» Brief: Your task is to transcribe the entries below exactly, from their first line down to the line containing "($module:ident, $context_ctor:expr) =>", and to stop there.

Supplied material: Begin

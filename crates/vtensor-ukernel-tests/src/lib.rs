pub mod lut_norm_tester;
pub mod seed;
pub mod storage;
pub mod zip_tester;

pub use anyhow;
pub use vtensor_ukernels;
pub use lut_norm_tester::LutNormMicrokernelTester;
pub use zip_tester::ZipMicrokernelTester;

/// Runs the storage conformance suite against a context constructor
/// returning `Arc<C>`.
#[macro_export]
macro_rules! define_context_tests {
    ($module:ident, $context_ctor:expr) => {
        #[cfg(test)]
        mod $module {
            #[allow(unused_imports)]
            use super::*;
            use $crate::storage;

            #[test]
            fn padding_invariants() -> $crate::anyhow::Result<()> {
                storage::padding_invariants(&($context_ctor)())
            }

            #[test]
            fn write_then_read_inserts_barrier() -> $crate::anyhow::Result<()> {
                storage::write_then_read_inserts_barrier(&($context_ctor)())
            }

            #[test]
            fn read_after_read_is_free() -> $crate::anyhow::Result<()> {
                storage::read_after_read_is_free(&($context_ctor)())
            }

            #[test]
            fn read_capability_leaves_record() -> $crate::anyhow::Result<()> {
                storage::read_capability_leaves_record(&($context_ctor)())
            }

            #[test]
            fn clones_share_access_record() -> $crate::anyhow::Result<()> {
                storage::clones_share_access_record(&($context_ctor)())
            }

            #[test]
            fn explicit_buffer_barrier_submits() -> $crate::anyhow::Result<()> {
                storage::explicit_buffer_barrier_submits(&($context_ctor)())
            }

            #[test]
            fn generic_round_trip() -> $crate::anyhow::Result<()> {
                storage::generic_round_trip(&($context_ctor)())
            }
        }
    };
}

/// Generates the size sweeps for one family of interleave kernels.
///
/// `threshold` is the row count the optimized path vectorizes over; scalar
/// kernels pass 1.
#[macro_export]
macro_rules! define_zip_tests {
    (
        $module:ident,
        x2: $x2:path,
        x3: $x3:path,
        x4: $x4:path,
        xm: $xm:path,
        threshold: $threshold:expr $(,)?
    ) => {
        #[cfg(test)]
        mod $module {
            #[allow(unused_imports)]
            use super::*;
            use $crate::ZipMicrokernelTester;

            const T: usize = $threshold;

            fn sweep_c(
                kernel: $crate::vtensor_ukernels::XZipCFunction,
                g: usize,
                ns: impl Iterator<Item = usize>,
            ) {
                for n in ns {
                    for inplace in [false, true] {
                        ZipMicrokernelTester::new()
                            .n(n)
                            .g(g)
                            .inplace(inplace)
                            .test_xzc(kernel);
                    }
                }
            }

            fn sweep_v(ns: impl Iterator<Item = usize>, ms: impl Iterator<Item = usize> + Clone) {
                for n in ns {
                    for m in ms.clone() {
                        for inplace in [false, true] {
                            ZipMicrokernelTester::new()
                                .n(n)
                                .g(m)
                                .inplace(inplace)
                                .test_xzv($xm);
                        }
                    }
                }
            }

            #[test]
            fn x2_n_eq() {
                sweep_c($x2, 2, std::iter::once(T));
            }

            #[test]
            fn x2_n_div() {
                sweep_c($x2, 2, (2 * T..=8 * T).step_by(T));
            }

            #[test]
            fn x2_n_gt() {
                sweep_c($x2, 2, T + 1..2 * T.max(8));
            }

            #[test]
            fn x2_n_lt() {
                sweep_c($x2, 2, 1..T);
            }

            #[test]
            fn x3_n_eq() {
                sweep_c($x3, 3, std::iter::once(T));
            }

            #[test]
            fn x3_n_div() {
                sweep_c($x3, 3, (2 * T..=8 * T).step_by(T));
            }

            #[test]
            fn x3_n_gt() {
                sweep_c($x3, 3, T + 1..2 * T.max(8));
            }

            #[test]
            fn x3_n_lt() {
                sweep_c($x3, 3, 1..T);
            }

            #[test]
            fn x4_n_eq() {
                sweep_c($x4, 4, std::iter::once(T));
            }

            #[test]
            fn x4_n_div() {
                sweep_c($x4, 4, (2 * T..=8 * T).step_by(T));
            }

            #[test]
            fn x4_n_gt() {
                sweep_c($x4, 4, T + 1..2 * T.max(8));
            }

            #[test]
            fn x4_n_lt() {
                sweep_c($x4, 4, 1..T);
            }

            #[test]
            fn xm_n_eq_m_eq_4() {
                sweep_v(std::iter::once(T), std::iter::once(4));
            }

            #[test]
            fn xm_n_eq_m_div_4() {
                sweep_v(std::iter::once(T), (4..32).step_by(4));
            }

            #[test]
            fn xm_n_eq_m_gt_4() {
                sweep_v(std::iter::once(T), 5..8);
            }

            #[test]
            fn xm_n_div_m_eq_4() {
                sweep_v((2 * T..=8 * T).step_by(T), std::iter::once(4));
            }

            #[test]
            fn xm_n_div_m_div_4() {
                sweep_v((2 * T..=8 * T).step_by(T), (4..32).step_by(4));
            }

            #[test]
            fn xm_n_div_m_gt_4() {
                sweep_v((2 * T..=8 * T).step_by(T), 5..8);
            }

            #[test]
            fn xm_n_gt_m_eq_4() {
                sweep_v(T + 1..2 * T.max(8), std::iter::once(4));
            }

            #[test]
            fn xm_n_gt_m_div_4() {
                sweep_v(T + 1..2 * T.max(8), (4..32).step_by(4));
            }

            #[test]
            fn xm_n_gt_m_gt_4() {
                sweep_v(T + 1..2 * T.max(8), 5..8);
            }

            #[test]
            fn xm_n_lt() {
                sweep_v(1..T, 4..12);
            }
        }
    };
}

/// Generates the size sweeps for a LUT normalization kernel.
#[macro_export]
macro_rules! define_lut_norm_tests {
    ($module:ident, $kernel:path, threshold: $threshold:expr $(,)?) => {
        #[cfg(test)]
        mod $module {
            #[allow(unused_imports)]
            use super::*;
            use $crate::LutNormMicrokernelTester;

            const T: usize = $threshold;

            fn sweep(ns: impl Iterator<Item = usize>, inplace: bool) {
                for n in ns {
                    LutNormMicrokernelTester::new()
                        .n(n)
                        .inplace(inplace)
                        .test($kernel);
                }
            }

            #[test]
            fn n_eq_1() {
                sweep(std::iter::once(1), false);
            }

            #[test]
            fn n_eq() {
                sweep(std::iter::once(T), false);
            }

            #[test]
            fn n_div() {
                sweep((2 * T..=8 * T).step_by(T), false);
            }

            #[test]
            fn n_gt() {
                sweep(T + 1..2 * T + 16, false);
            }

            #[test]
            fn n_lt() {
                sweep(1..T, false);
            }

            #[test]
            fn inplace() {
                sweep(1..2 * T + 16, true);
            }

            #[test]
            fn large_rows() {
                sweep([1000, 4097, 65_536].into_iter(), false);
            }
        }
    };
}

Supplied material: End

» Response:
filename crates/vtensor-ukernel-tests/src/lib.rs
pub mod lut_norm_tester;
pub mod seed;
pub mod storage;
pub mod zip_tester;

pub use anyhow;
pub use vtensor_ukernels;
pub use lut_norm_tester::LutNormMicrokernelTester;
pub use zip_tester::ZipMicrokernelTester;

/// Runs the storage conformance suite against a context constructor
/// returning `Arc<C>`.
#[macro_export]
macro_rules! define_context_tests {
    ($module:ident, $context_ctor:expr) => {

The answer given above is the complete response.